Amaggi caminhão biodiesel
Caminhões da frota da Amaggi que foram adaptados pela Scania para rodar com B100 | Crédito: Karina Souza

Ao aumentar a frota de veículos com B100, o questionamento sobre como a companhia vê os bons resultados avançando não passou despercebido. A resposta da Amaggi veio a partir, de novo, da própria verticalização: a companhia foca em produzir um biodiesel com características acima do exigido pela ANP em termos de pureza e acompanha de perto todo o transporte do biocombustível até os caminhões.

“Certamente, a cadeia de distribuição e armazenamento fora das usinas é um desafio, pensando em larga escala. A maior parte dos problemas não está nas usinas, mas no caminho entre elas e o tanque do caminhão ou das máquinas”, afirma Tomczyk.
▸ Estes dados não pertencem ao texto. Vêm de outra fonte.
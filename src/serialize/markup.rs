//! Invisible HTML tagging markup rendering.
//!
//! Renders the same tagged object graphs the JSON serializer consumes as
//! nested `<span>` fragments inside a hidden `<div class="notranslate">`
//! wrapper, for embedding in merchant storefront pages where the
//! platform's browser-side tag scrapes them.
//!
//! Omission works differently from JSON here: a null-like value drops its
//! ENTIRE subtree, wrapping span included, whereas the JSON serializer
//! merely leaves out the key. Object values are never null-like, so an
//! object whose fields all drop still renders its (empty) span.
//!
//! Three per-type capabilities are honored, in order: [`Taggable::sanitized`]
//! replaces the object with a cleaned copy, [`Taggable::html_encoded_fields`]
//! entity-encodes the named leaf values, and [`Taggable::markup_key`]
//! overrides the span tag. Entity encoding is the one strictly validated
//! surface: anything that is not a string or a collection of strings is an
//! [`SdkError::UnsupportedType`] error rather than a silent skip.

use std::borrow::Cow;

use crate::{
    error::{Result, SdkError},
    serialize::{MAX_DEPTH, Taggable, key::to_snake_case, value::TagValue},
};

/// Renders an object as an invisible markup block.
///
/// The `root_key` names the outermost span (snake_cased); the object's own
/// [`Taggable::markup_key`] overrides it when declared.
///
/// Output is indented two spaces per nesting level with newline-terminated
/// spans. Compare through a whitespace-insensitive canonicalizer when
/// asserting on fragments.
///
/// # Errors
///
/// Returns [`SdkError::UnsupportedType`] when an entity-encoded field
/// holds a non-string value and [`SdkError::MaxDepthExceeded`] for
/// pathologically deep graphs.
///
/// # Examples
///
/// ```
/// use recotag::{dto::Product, serialize::markup};
///
/// let product = Product::new(1, "Test Product", "https://shop.example.com/p/1");
/// let html = markup::render(&product, "product")?;
/// assert!(html.starts_with("<div class=\"notranslate\" style=\"display:none\">"));
/// assert!(html.contains("<span class=\"product_id\">1</span>"));
/// # Ok::<(), recotag::error::SdkError>(())
/// ```
pub fn render(object: &dyn Taggable, root_key: &str) -> Result<String> {
    let mut out = String::new();
    out.push_str("<div class=\"notranslate\" style=\"display:none\">\n");
    render_object(object, &to_snake_case(root_key), 1, &mut out)?;
    out.push_str("</div>\n");
    Ok(out)
}

/// HTML-entity-encodes a value's leaf strings.
///
/// Accepts strings and recurses into sequences and maps of strings.
/// Pre-escaped [`TagValue::Markup`] fragments pass through unchanged.
/// Any other type is a hard error: the encoder refuses to guess at a
/// textual form for numbers, booleans, or nested objects.
///
/// # Errors
///
/// Returns [`SdkError::UnsupportedType`] naming the offending type.
pub fn encode_entities(value: &TagValue<'_>) -> Result<TagValue<'static>> {
    match value {
        TagValue::Str(s) => Ok(TagValue::Str(Cow::Owned(escape(s)))),
        TagValue::Markup(s) => Ok(TagValue::Markup(Cow::Owned(s.clone().into_owned()))),
        TagValue::Seq { items, child_key } => Ok(TagValue::Seq {
            items: items.iter().map(encode_entities).collect::<Result<Vec<_>>>()?,
            child_key: *child_key,
        }),
        TagValue::Map(entries) => Ok(TagValue::Map(
            entries
                .iter()
                .map(|(k, v)| Ok((Cow::Owned(k.clone().into_owned()), encode_entities(v)?)))
                .collect::<Result<Vec<_>>>()?,
        )),
        other => Err(SdkError::UnsupportedType(other.type_name().to_owned())),
    }
}

/// Escapes the five HTML-significant characters: `&`, `<`, `>`, and both
/// quote styles.
fn escape(text: &str) -> String {
    let mut out = String::with_capacity(text.len());
    for c in text.chars() {
        match c {
            '&' => out.push_str("&amp;"),
            '<' => out.push_str("&lt;"),
            '>' => out.push_str("&gt;"),
            '"' => out.push_str("&quot;"),
            '\'' => out.push_str("&#039;"),
            _ => out.push(c),
        }
    }
    out
}

/// Renders an object value, applying the sanitize hook once.
fn render_object(object: &dyn Taggable, key: &str, depth: usize, out: &mut String) -> Result<()> {
    if let Some(clean) = object.sanitized() {
        return render_object_fields(&*clean, key, depth, out);
    }
    render_object_fields(object, key, depth, out)
}

/// Renders an object's span and children. Does not consult `sanitized`;
/// the caller applies that hook exactly once.
fn render_object_fields(
    object: &dyn Taggable,
    key: &str,
    depth: usize,
    out: &mut String,
) -> Result<()> {
    if depth > MAX_DEPTH {
        return Err(SdkError::MaxDepthExceeded(MAX_DEPTH));
    }

    let tag = match object.markup_key() {
        Some(declared) => to_snake_case(declared),
        None => key.to_owned(),
    };
    let encoded_fields = object.html_encoded_fields();

    push_line(out, depth, &format!("<span class=\"{tag}\">"));
    for field in object.tag_fields() {
        let Some(value) = field.value else { continue };
        let value = if encoded_fields.contains(&field.name) {
            encode_entities(&value)?
        } else {
            value
        };
        let child_key = match object.child_markup_key() {
            Some(shared) => to_snake_case(shared),
            None => to_snake_case(field.name),
        };
        to_html(&value, &child_key, depth + 1, out)?;
    }
    push_line(out, depth, "</span>");
    Ok(())
}

/// Renders one value under `key`. Null-like values emit nothing at all.
fn to_html(value: &TagValue<'_>, key: &str, depth: usize, out: &mut String) -> Result<()> {
    if depth > MAX_DEPTH {
        return Err(SdkError::MaxDepthExceeded(MAX_DEPTH));
    }
    if value.is_omittable() {
        return Ok(());
    }

    match value {
        TagValue::Bool(b) => push_line(out, depth, &format!("<span class=\"{key}\">{b}</span>")),
        TagValue::Int(i) => push_line(out, depth, &format!("<span class=\"{key}\">{i}</span>")),
        TagValue::Float(f) => push_line(out, depth, &format!("<span class=\"{key}\">{f}</span>")),
        // Leaf text is emitted as-is: encoding happened upstream per the
        // owning object's policy, and Markup fragments are trusted verbatim.
        TagValue::Str(s) | TagValue::Markup(s) => {
            push_line(out, depth, &format!("<span class=\"{key}\">{s}</span>"));
        }
        TagValue::Seq { items, child_key } => {
            let element_key = match child_key {
                Some(shared) => to_snake_case(shared),
                // Sequential children with no override reuse the parent key.
                None => key.to_owned(),
            };
            push_line(out, depth, &format!("<span class=\"{key}\">"));
            for item in items {
                to_html(item, &element_key, depth + 1, out)?;
            }
            push_line(out, depth, "</span>");
        }
        TagValue::Map(entries) => {
            push_line(out, depth, &format!("<span class=\"{key}\">"));
            for (entry_key, entry) in entries {
                // Verbatim child keys: raw maps are never snake_cased.
                to_html(entry, entry_key, depth + 1, out)?;
            }
            push_line(out, depth, "</span>");
        }
        TagValue::Object(nested) => render_object(*nested, key, depth, out)?,
    }
    Ok(())
}

fn push_line(out: &mut String, depth: usize, line: &str) {
    for _ in 0..depth {
        out.push_str("  ");
    }
    out.push_str(line);
    out.push('\n');
}

#[cfg(test)]
mod tests {
    use super::*;
    use crate::serialize::value::TagField;

    /// Collapses indentation and newlines for structural assertions.
    fn canon(html: &str) -> String {
        html.lines().map(str::trim).collect()
    }

    #[derive(Debug, Default)]
    struct Item {
        product_id: Option<i64>,
        name: Option<String>,
        price: Option<f64>,
        tag1: Vec<String>,
        custom: Vec<(&'static str, &'static str)>,
        buyer: Option<Box<Item>>,
        confidential: Option<String>,
        encode_name: bool,
    }

    impl Taggable for Item {
        fn tag_fields(&self) -> Vec<TagField<'_>> {
            vec![
                TagField::new("productId", self.product_id.map(TagValue::from)),
                TagField::new("name", self.name.as_deref().map(TagValue::from)),
                TagField::new("price", self.price.map(TagValue::from)),
                TagField::new(
                    "tag1",
                    (!self.tag1.is_empty()).then(|| TagValue::tagged_str_list("tag", &self.tag1)),
                ),
                TagField::new(
                    "customFields",
                    (!self.custom.is_empty()).then(|| {
                        TagValue::Map(
                            self.custom
                                .iter()
                                .map(|(k, v)| ((*k).into(), TagValue::from(*v)))
                                .collect(),
                        )
                    }),
                ),
                TagField::new("buyer", self.buyer.as_deref().map(|b| TagValue::object(b))),
                TagField::new(
                    "confidential",
                    self.confidential.as_deref().map(TagValue::from),
                ),
            ]
        }

        fn html_encoded_fields(&self) -> &'static [&'static str] {
            if self.encode_name { &["name"] } else { &[] }
        }

        fn sanitized(&self) -> Option<Box<dyn Taggable + '_>> {
            self.confidential.as_ref()?;
            Some(Box::new(Item {
                product_id: self.product_id,
                name: self.name.clone(),
                price: self.price,
                tag1: self.tag1.clone(),
                custom: self.custom.clone(),
                buyer: None,
                confidential: None,
                encode_name: self.encode_name,
            }))
        }
    }

    #[test]
    fn test_wrapper_and_leaf_rendering() {
        let item = Item { product_id: Some(1), price: Some(99.99), ..Item::default() };
        let html = render(&item, "product").unwrap();

        assert!(html.starts_with("<div class=\"notranslate\" style=\"display:none\">\n"));
        assert!(html.ends_with("</div>\n"));
        let canon = canon(&html);
        assert!(canon.contains("<span class=\"product_id\">1</span>"));
        assert!(canon.contains("<span class=\"price\">99.99</span>"));
    }

    #[test]
    fn test_tagged_list_nests_shared_child_key() {
        let item = Item { tag1: vec!["first".to_owned()], ..Item::default() };
        let html = canon(&render(&item, "product").unwrap());

        assert!(html.contains("<span class=\"tag1\"><span class=\"tag\">first</span></span>"));
    }

    #[test]
    fn test_plain_sequence_reuses_parent_key() {
        let value = TagValue::seq(vec![TagValue::from("a"), TagValue::from("b")]);
        let mut out = String::new();
        to_html(&value, "categories", 0, &mut out).unwrap();

        assert_eq!(
            canon(&out),
            "<span class=\"categories\"><span class=\"categories\">a</span>\
             <span class=\"categories\">b</span></span>"
        );
    }

    #[test]
    fn test_null_like_field_omits_whole_subtree() {
        let item = Item { product_id: Some(1), name: Some(String::new()), ..Item::default() };
        let html = render(&item, "product").unwrap();

        assert!(!html.contains("class=\"name\""));
    }

    #[test]
    fn test_custom_map_keys_stay_verbatim() {
        let item = Item { custom: vec![("shouldNotBeSnakeCase", "v")], ..Item::default() };
        let html = canon(&render(&item, "product").unwrap());

        assert!(html.contains("<span class=\"shouldNotBeSnakeCase\">v</span>"));
        assert!(!html.contains("should_not_be_snake_case"));
    }

    #[test]
    fn test_encoded_field_escapes_entities() {
        let item = Item {
            name: Some("Trail & Peak <XL>".to_owned()),
            encode_name: true,
            ..Item::default()
        };
        let html = render(&item, "product").unwrap();

        assert!(html.contains("Trail &amp; Peak &lt;XL&gt;"));
    }

    #[test]
    fn test_unencoded_string_passes_through() {
        let item = Item { name: Some("Trail & Peak".to_owned()), ..Item::default() };
        let html = render(&item, "product").unwrap();

        assert!(html.contains("Trail & Peak"));
    }

    #[test]
    fn test_sanitize_strips_confidential_fields() {
        let item = Item {
            product_id: Some(1),
            confidential: Some("margin data".to_owned()),
            ..Item::default()
        };
        let html = render(&item, "product").unwrap();

        assert!(!html.contains("margin data"));
        assert!(html.contains("<span class=\"product_id\">1</span>"));
    }

    #[test]
    fn test_encode_entities_rejects_numbers() {
        let err = encode_entities(&TagValue::from(5i64)).unwrap_err();
        assert!(matches!(err, SdkError::UnsupportedType(name) if name == "integer"));
    }

    #[test]
    fn test_encode_entities_recurses_into_lists() {
        let value = TagValue::seq(vec![TagValue::from("a&b"), TagValue::from("c<d")]);
        let encoded = encode_entities(&value).unwrap();
        let TagValue::Seq { items, .. } = encoded else { panic!("expected sequence") };

        assert!(matches!(&items[0], TagValue::Str(s) if s == "a&amp;b"));
        assert!(matches!(&items[1], TagValue::Str(s) if s == "c&lt;d"));
    }

    #[test]
    fn test_markup_fragment_trusted_verbatim() {
        let value = TagValue::markup("<b>pre-escaped</b>");
        let mut out = String::new();
        to_html(&value, "blurb", 0, &mut out).unwrap();

        assert!(out.contains("<span class=\"blurb\"><b>pre-escaped</b></span>"));
    }

    #[test]
    fn test_depth_guard_fails_fast() {
        let mut deep = TagValue::from("leaf");
        for _ in 0..(MAX_DEPTH + 2) {
            deep = TagValue::seq(vec![deep]);
        }
        let mut out = String::new();
        let err = to_html(&deep, "deep", 0, &mut out).unwrap_err();

        assert!(matches!(err, SdkError::MaxDepthExceeded(_)));
    }

    #[test]
    fn test_escape_covers_all_five_entities() {
        assert_eq!(escape(r#"&<>"'"#), "&amp;&lt;&gt;&quot;&#039;");
    }
}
Para ele, tanto o mercado como o poder público, por meio da fiscalização, terão de se adaptar —e a história do etanol no País pode ser um bom exemplo a seguir. “O etanol tem uma rede de distribuição estabelecida e acho que o biodiesel pode adotar o mesmo fluxo”, acrescenta o diretor da Amaggi.
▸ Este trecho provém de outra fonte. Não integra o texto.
//! JSON serialization of tagged object graphs.
//!
//! Reduces a [`Taggable`] graph to a [`serde_json::Value`] tree and encodes
//! it as UTF-8 JSON. Field keys are snake_cased (custom-map inner keys pass
//! verbatim), null-like values are suppressed, and every map level is
//! alphabetically key-ordered so logically equal objects serialize to
//! byte-identical documents regardless of field population order. The
//! alphabetic ordering falls out of `serde_json`'s default BTreeMap-backed
//! object representation; no explicit sort pass is needed.
//!
//! Null suppression applies uniformly at every level: omittable fields,
//! sequence elements, and map entries are all dropped, and a nested object
//! none of whose fields survive is dropped with them. Only the
//! serialization root renders as `{}` when nothing survives.

use serde_json::Value;

use crate::{
    error::{Result, SdkError},
    serialize::{MAX_DEPTH, Taggable, key::to_snake_case, value::TagValue},
};

/// Serializes a single object to a JSON document.
///
/// # Errors
///
/// Returns [`SdkError::MaxDepthExceeded`] for pathologically deep graphs
/// and [`SdkError::SerializationError`] if JSON encoding fails.
///
/// # Examples
///
/// ```
/// use recotag::{dto::Product, serialize::json};
///
/// let mut product = Product::new(1, "Test Product", "https://shop.example.com/p/1");
/// product.price = Some(rust_decimal::Decimal::new(9999, 2));
/// let json = json::serialize(&product)?;
/// assert!(json.contains("\"product_id\":1"));
/// # Ok::<(), recotag::error::SdkError>(())
/// ```
pub fn serialize(object: &dyn Taggable) -> Result<String> {
    let map = object_to_map(object, 0)?;
    encode(&Value::Object(map))
}

/// Serializes a collection of objects to a JSON array document.
///
/// Elements reducing to nothing are dropped; an empty (or fully-dropped)
/// collection serializes to `[]`.
///
/// # Errors
///
/// Returns [`SdkError::MaxDepthExceeded`] for pathologically deep graphs
/// and [`SdkError::SerializationError`] if JSON encoding fails.
pub fn serialize_collection<'a, I>(objects: I) -> Result<String>
where
    I: IntoIterator<Item = &'a dyn Taggable>,
{
    let mut items = Vec::new();
    for object in objects {
        let map = object_to_map(object, 0)?;
        if !map.is_empty() {
            items.push(Value::Object(map));
        }
    }
    encode(&Value::Array(items))
}

/// Reduces a single object to its JSON value without encoding, for
/// callers embedding the result in a larger request body.
///
/// # Errors
///
/// Returns [`SdkError::MaxDepthExceeded`] for pathologically deep graphs.
pub fn to_value(object: &dyn Taggable) -> Result<Value> {
    Ok(Value::Object(object_to_map(object, 0)?))
}

fn encode(value: &Value) -> Result<String> {
    serde_json::to_string(value).map_err(|e| SdkError::SerializationError(e.to_string()))
}

/// Reduces one object to an alphabetically-ordered JSON map.
fn object_to_map(object: &dyn Taggable, depth: usize) -> Result<serde_json::Map<String, Value>> {
    if depth >= MAX_DEPTH {
        return Err(SdkError::MaxDepthExceeded(MAX_DEPTH));
    }

    let mut map = serde_json::Map::new();
    for field in object.tag_fields() {
        // Absent accessor: silently skipped, never an error.
        let Some(value) = field.value else { continue };
        if let Some(reduced) = reduce(&value, depth + 1)? {
            map.insert(to_snake_case(field.name), reduced);
        }
    }
    Ok(map)
}

/// Reduces a value, returning `None` when it is suppressed.
fn reduce(value: &TagValue<'_>, depth: usize) -> Result<Option<Value>> {
    if depth >= MAX_DEPTH {
        return Err(SdkError::MaxDepthExceeded(MAX_DEPTH));
    }
    if value.is_omittable() {
        return Ok(None);
    }

    let reduced = match value {
        TagValue::Bool(b) => Some(Value::Bool(*b)),
        TagValue::Int(i) => Some(Value::Number((*i).into())),
        // is_omittable already rejected non-finite floats.
        TagValue::Float(f) => serde_json::Number::from_f64(*f).map(Value::Number),
        TagValue::Str(s) | TagValue::Markup(s) => Some(Value::String(s.clone().into_owned())),
        TagValue::Seq { items, .. } => {
            let mut reduced = Vec::with_capacity(items.len());
            for item in items {
                if let Some(v) = reduce(item, depth + 1)? {
                    reduced.push(v);
                }
            }
            if reduced.is_empty() { None } else { Some(Value::Array(reduced)) }
        }
        TagValue::Map(entries) => {
            let mut map = serde_json::Map::new();
            for (key, entry) in entries {
                if let Some(v) = reduce(entry, depth + 1)? {
                    // Verbatim keys: the custom-fields casing exception.
                    map.insert(key.clone().into_owned(), v);
                }
            }
            if map.is_empty() { None } else { Some(Value::Object(map)) }
        }
        TagValue::Object(nested) => {
            let map = object_to_map(*nested, depth)?;
            if map.is_empty() { None } else { Some(Value::Object(map)) }
        }
    };
    Ok(reduced)
}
Grande parte do cuidado com o biodiesel está ligado ao fato de que o combustível não tem enxofre, um bactericida no diesel cinza. Existem aditivos fungicidas e bactericidas que podem ser adicionados ao biodiesel para prevenir a formação de borra, que é o ataque de bactérias ao combustível.

“Logística é o sucesso para o biodiesel. É um combustível para ser trabalhado com fluxo, não com estoque. Não pode ficar parado”, explica Marcelo Gallão, diretor de desenvolvimento de negócios da Scania.

O caminho até o B100

A história da Amaggi com o B100 começou em 2019, nas primeiras conversas a respeito de como aproveitar o potencial do biocombustível. Em 2020, durante a pandemia, a ideia ganhou força diante dos problemas com a cadeia de suprimentos. A empresa decidiu investir R$ 100 milhões em uma fábrica dedicada à produção de biodiesel.
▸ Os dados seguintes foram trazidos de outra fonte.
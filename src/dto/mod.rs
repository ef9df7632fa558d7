//! Data transfer objects exchanged with the platform.
//!
//! Plain data holders with public fields, each implementing
//! [`Taggable`](crate::serialize::Taggable) so both serializers can walk
//! them. Construction is explicit: required identity fields go through
//! `new`, everything else is set directly on the struct.

pub mod cart;
pub mod customer;
pub mod line_item;
pub mod order;
pub mod product;

pub use cart::Cart;
pub use customer::Buyer;
pub use line_item::LineItem;
pub use order::{Order, OrderStatus};
pub use product::{Availability, Product};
Localizada em Lucas do Rio Verde (MT), a unidade tem capacidade para produzir 337 milhões de litros por ano de biodiesel. Isso significa que, se a Amaggi substituir todo o seu consumo de diesel (de 120 milhões de litros anuais) pelo diesel verde, seria capaz de assegurá-lo e ainda vender dois terços de sua produção ao mercado.

A Amaggi também está no processo de certificação do próprio laboratório, onde faz o acompanhamento da produção de B100 e de esmagamento de soja a cada duas horas. Com a certificação, a ideia é que, daqui para frente, a companhia possa emitir laudos a partir desse mesmo local. 

*A repórter viajou para o Mato Grosso a convite da Amaggi.